Vick Ballard, who finished last year as the No. 25 fantasy back, is slated to open the year as Bradshaw's backup in Indianapolis. With Bradshaw's checkered injury history, it wouldn't be a shock to see Ballard post RB2 numbers again. Similarly, Ben Tate (who had 942 yards just two years ago) is a Foster injury away from potentially being an RB1, and given how much Houston runs, he could be a flex even if Foster is healthy. Ditto for Pierce in Baltimore and Bryce Brown in Philadelphia.
Mark Ingram is a perennial breakout candidate, but here's a stat that doesn't bode well for him: The Saints called just one run play in 2nd-and-Goal situations last year (compared to 21 passes). They called zero run plays in 10 3rd-and-Goal situations. Ingram's touchdowns will be limited.
Draft tip: Once again, the value of players in this group changes considerably if you're in a PPR league vs. a standard league. Guys like Jacquizz Rodgers, LaMichael James and Marcel Reece suddenly become legit late-mid-round picks in PPR formats, but in standard leagues, they're little more than late-round fliers.

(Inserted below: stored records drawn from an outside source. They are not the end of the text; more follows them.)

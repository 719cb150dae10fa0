// Fragment endpoint - renders one component per request

use axum::{
    extract::{Path, Query, State},
    Json,
};
use serde::{Deserialize, Serialize};

use crate::components::{is_valid_component_id, new_component_id};
use crate::server::{error::ApiError, state::AppState};
use crate::view::{is_valid_language_code, RenderContext, ResourceManifest};

/// Query parameters for GET /taghelper/:tag
#[derive(Debug, Default, Deserialize)]
pub struct FragmentQuery {
    /// Language code, falls back to the configured default
    pub lang: Option<String>,
    /// DOM id of the rendered root, generated when omitted
    pub id: Option<String>,
}

/// JSON body returned by /taghelper/:tag
#[derive(Debug, Serialize)]
pub struct FragmentResponse {
    pub html: String,
    /// Hashes the caller must link; empty in inline mode
    pub resources: ResourceManifest,
}

/// GET /taghelper/:tag
pub async fn render_fragment(
    State(state): State<AppState>,
    Path(tag): Path<String>,
    Query(query): Query<FragmentQuery>,
) -> Result<Json<FragmentResponse>, ApiError> {
    let spec = state
        .catalog
        .resolve(&tag)
        .ok_or_else(|| ApiError::NotFound(format!("Unknown component: {}", tag)))?;

    let lang = query
        .lang
        .filter(|l| !l.is_empty())
        .unwrap_or_else(|| state.default_language.clone());
    if !is_valid_language_code(&lang) {
        return Err(ApiError::BadRequest(format!("Invalid language code: {}", lang)));
    }

    let id = match query.id.filter(|id| !id.is_empty()) {
        Some(id) if is_valid_component_id(&id) => id,
        Some(id) => return Err(ApiError::BadRequest(format!("Invalid component id: {}", id))),
        None => new_component_id(),
    };

    let ctx = RenderContext::new(id)
        .with_language(lang)
        .with_link_mode(state.link_mode);

    // One request is one render session
    let mut manifest = ResourceManifest::new();
    let html = state.compositor.compose(&spec.key, &ctx, &mut manifest).await?;

    tracing::debug!(
        tag = %spec.tag,
        styles = manifest.style_count(),
        scripts = manifest.script_count(),
        "Rendered fragment"
    );

    Ok(Json(FragmentResponse {
        html,
        resources: manifest,
    }))
}

#[cfg(test)]
mod tests {
    use super::*;
    use crate::components::ComponentCatalog;
    use crate::view::{MemoryLoader, ResourceKey, ResourceRegistry, ViewCompositor};
    use axum::{http::StatusCode, response::IntoResponse};
    use std::sync::Arc;

    const HTML: &str = r#"<tag-helper>
<link rel="stylesheet" href="./Card.css">
<p class="title">@_Title_</p>
<script src="./Card.js"></script>
</tag-helper>"#;

    fn state(link_mode: bool) -> AppState {
        let loader = MemoryLoader::new()
            .with_file("Ui.Card.html", HTML)
            .with_file("Ui.Card.css", ".title { color: red; }")
            .with_file("Ui.Card.js", r#"document.querySelector("tag-helper").dataset.ready = "1";"#)
            .with_file("Ui.Card_i18n_en.js", r#"var t = {"_Title_": "Hello"};"#)
            .with_file("Ui.Card_i18n_it.js", r#"var t = {"_Title_": "Ciao"};"#);
        let compositor = ViewCompositor::new(Arc::new(loader), Arc::new(ResourceRegistry::new()));

        let mut catalog = ComponentCatalog::new();
        catalog.register("card", ResourceKey::new("Ui", "Card"));

        AppState::new(compositor, catalog).with_link_mode(link_mode)
    }

    fn query(lang: Option<&str>, id: Option<&str>) -> Query<FragmentQuery> {
        Query(FragmentQuery {
            lang: lang.map(String::from),
            id: id.map(String::from),
        })
    }

    #[tokio::test]
    async fn test_inline_fragment() {
        let Json(body) = render_fragment(
            State(state(false)),
            Path("card".to_string()),
            query(None, Some("c1")),
        )
        .await
        .unwrap();

        assert!(body.html.contains("<p class=\"title\">Hello</p>"));
        assert!(body.html.contains("#c1 .title { color: red; }"));
        assert!(body.html.contains(r##"document.querySelector("#c1")"##));
        assert!(body.resources.is_empty());
    }

    #[tokio::test]
    async fn test_link_mode_fragment_returns_manifest() {
        let state = state(true);
        let Json(body) = render_fragment(
            State(state.clone()),
            Path("CARD".to_string()),
            query(Some("it"), Some("c2")),
        )
        .await
        .unwrap();

        assert!(body.html.contains("Ciao"));
        assert!(!body.html.contains("<style>"));
        assert!(!body.html.contains("<script"));
        assert_eq!(body.resources.style_count(), 1);
        assert_eq!(body.resources.script_count(), 1);

        let hash = body.resources.styles().next().unwrap();
        assert_eq!(
            state.registry().get_style(hash).as_deref(),
            Some("#c2 .title { color: red; }")
        );

        let json = serde_json::to_value(&body).unwrap();
        assert_eq!(json["resources"]["styles"][0], hash.as_str());
    }

    #[tokio::test]
    async fn test_generated_id_when_omitted() {
        let Json(body) = render_fragment(
            State(state(false)),
            Path("card".to_string()),
            query(None, None),
        )
        .await
        .unwrap();
        assert!(body.html.contains("#tag-"));
    }

    #[tokio::test]
    async fn test_unknown_tag_is_not_found() {
        let response = render_fragment(
            State(state(false)),
            Path("nope".to_string()),
            query(None, None),
        )
        .await
        .into_response();
        assert_eq!(response.status(), StatusCode::NOT_FOUND);
    }

    #[tokio::test]
    async fn test_invalid_inputs_are_bad_requests() {
        let response = render_fragment(
            State(state(false)),
            Path("card".to_string()),
            query(Some("../etc"), None),
        )
        .await
        .into_response();
        assert_eq!(response.status(), StatusCode::BAD_REQUEST);

        let response = render_fragment(
            State(state(false)),
            Path("card".to_string()),
            query(None, Some("x\"); alert(1)")),
        )
        .await
        .into_response();
        assert_eq!(response.status(), StatusCode::BAD_REQUEST);
    }

    #[tokio::test]
    async fn test_missing_template_is_internal_error() {
        let compositor = ViewCompositor::new(
            Arc::new(MemoryLoader::new()),
            Arc::new(ResourceRegistry::new()),
        );
        let mut catalog = ComponentCatalog::new();
        catalog.register("ghost", ResourceKey::new("Ui", "Ghost"));

        let response = render_fragment(
            State(AppState::new(compositor, catalog)),
            Path("ghost".to_string()),
            query(None, None),
        )
        .await
        .into_response();
        assert_eq!(response.status(), StatusCode::INTERNAL_SERVER_ERROR);
    }
}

Handcuffing has become commonplace in fantasy leagues even though you're more likely to waste a roster spot on a handcuff than actually have him save your season. But the fact remains that running backs get hurt all the time, and you might as well protect your early-round investments. At the very least, grab the handcuffs of injury-prone guys like McFadden and Murray. The best bets to really pay off, aside from those mentioned above, are Rashad Jennings in Oakland, Joseph Randle in Dallas, Robert Turbin in Seattle, Fred Jackson in Buffalo, DuJuan Harris in Green Bay, Knile Davis in Kansas City and Ryan Williams/Stepfan Taylor in Arizona.
Draft tip: Even if you don't own the starters in front of them, it's not a bad idea to draft some of these players in the last couple rounds. It could pay off in a big way down the line, and even if it doesn't, you'll have potential trade chips.